DESCRIPTION OF THE TASK :: Each record below needs to be written out exactly as it reads.

-- EXERCISE MATERIAL follows --

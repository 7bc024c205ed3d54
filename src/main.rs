use std::path::PathBuf;

use clap::{Parser, Subcommand};
use tracing::info;

use firmware_resolver::config::{ResolverConfig, log_path};
use firmware_resolver::listing::{FileListing, LgromListing, ListingSource};
use firmware_resolver::session::{final_result, run_confirmed};
use firmware_resolver::version::best_versions;

#[derive(Parser)]
#[command(name = "firmware-resolver")]
#[command(version, about = "Finds the best firmware release for a device model")]
struct Cli {
    /// JSON configuration file
    #[arg(long, global = true)]
    config: Option<PathBuf>,

    #[command(subcommand)]
    command: Command,
}

#[derive(Subcommand)]
enum Command {
    /// Fetch a model's listing and resolve its best firmware
    Resolve {
        /// Model number as shown in the phone settings (e.g. lgh860)
        model: String,
        /// Replay row records from a JSON file instead of fetching
        #[arg(long)]
        rows: Option<PathBuf>,
        /// Override the listing base URL
        #[arg(long)]
        base_url: Option<String>,
        /// Print the final resolution as JSON (`null` when there is none)
        #[arg(long)]
        json: bool,
    },
    /// Print the versions tied at the top ranking for a model input
    Rank {
        /// Model input whose last character anchors the ranking
        input: String,
        #[arg(required = true)]
        versions: Vec<String>,
    },
}

fn main() -> anyhow::Result<()> {
    let cli = Cli::parse();

    let mut config = match &cli.config {
        Some(path) => ResolverConfig::load(path)?,
        None => ResolverConfig::default(),
    };

    // Logging is best effort; the command still runs without a log file
    let _guard = firmware_resolver::logging::init(&log_path(), &config.log.level)
        .inspect_err(|e| eprintln!("warning: logging disabled: {}", e))
        .ok();

    match cli.command {
        Command::Resolve {
            model,
            rows,
            base_url,
            json,
        } => {
            if let Some(base_url) = base_url {
                config.listing.base_url = base_url;
            }
            let source: Box<dyn ListingSource> = match rows {
                Some(path) => Box::new(FileListing::new(&path)),
                None => Box::new(LgromListing::from_config(&config.listing)),
            };

            info!("Resolving firmware for {}", model);
            let replies = tokio::runtime::Builder::new_multi_thread()
                .enable_all()
                .build()?
                .block_on(run_confirmed(source.as_ref(), &model));

            if json {
                // stdout carries only the JSON result
                for reply in &replies {
                    eprint!("{}", reply);
                }
                println!("{}", serde_json::to_string(&final_result(&replies))?);
            } else {
                for reply in &replies {
                    print!("{}", reply);
                }
            }
        }
        Command::Rank { input, versions } => {
            for version in best_versions(&versions, &input)? {
                println!("{}", version);
            }
        }
    }

    Ok(())
}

-- EXERCISE MATERIAL concluded --

SOLUTION ::
repository 7bc024c205ed3d54
filename src/main.rs
use std::path::PathBuf;

use clap::{Parser, Subcommand};
use tracing::info;

use firmware_resolver::config::{ResolverConfig, log_path};
use firmware_resolver::listing::{FileListing, LgromListing, ListingSource};
use firmware_resolver::session::{final_result, run_confirmed};
use firmware_resolver::version::best_versions;

#[derive(Parser)]
#[command(name = "firmware-resolver")]
#[command(version, about = "Finds the best firmware release for a device model")]
struct Cli {
    /// JSON configuration file
    #[arg(long, global = true)]
    config: Option<PathBuf>,

    #[command(subcommand)]
    command: Command,
}

#[derive(Subcommand)]
enum Command {
    /// Fetch a model's listing and resolve its best firmware
    Resolve {
        /// Model number as shown in the phone settings (e.g. lgh860)
        model: String,
        /// Replay row records from a JSON file instead of fetching
        #[arg(long)]
        rows: Option<PathBuf>,
        /// Override the listing base URL
        #[arg(long)]
        base_url: Option<String>,
        /// Print the final resolution as JSON (`null` when there is none)
        #[arg(long)]
        json: bool,
    },
    /// Print the versions tied at the top ranking for a model input
    Rank {
        /// Model input whose last character anchors the ranking
        input: String,
        #[arg(required = true)]
        versions: Vec<String>,
    },
}

fn main() -> anyhow::Result<()> {
    let cli = Cli::parse();

    let mut config = match &cli.config {
        Some(path) => ResolverConfig::load(path)?,
        None => ResolverConfig::default(),
    };

    // Logging is best effort; the command still runs without a log file
    let _guard = firmware_resolver::logging::init(&log_path(), &config.log.level)
        .inspect_err(|e| eprintln!("warning: logging disabled: {}", e))
        .ok();

    match cli.command {
        Command::Resolve {
            model,
            rows,
            base_url,
            json,
        } => {
            if let Some(base_url) = base_url {
                config.listing.base_url = base_url;
            }
            let source: Box<dyn ListingSource> = match rows {
                Some(path) => Box::new(FileListing::new(&path)),
                None => Box::new(LgromListing::from_config(&config.listing)),
            };

            info!("Resolving firmware for {}", model);
            let replies = tokio::runtime::Builder::new_multi_thread()
                .enable_all()
                .build()?
                .block_on(run_confirmed(source.as_ref(), &model));

            if json {
                // stdout carries only the JSON result
                for reply in &replies {
                    eprint!("{}", reply);
                }
                println!("{}", serde_json::to_string(&final_result(&replies))?);
            } else {
                for reply in &replies {
                    print!("{}", reply);
                }
            }
        }
        Command::Rank { input, versions } => {
            for version in best_versions(&versions, &input)? {
                println!("{}", version);
            }
        }
    }

    Ok(())
}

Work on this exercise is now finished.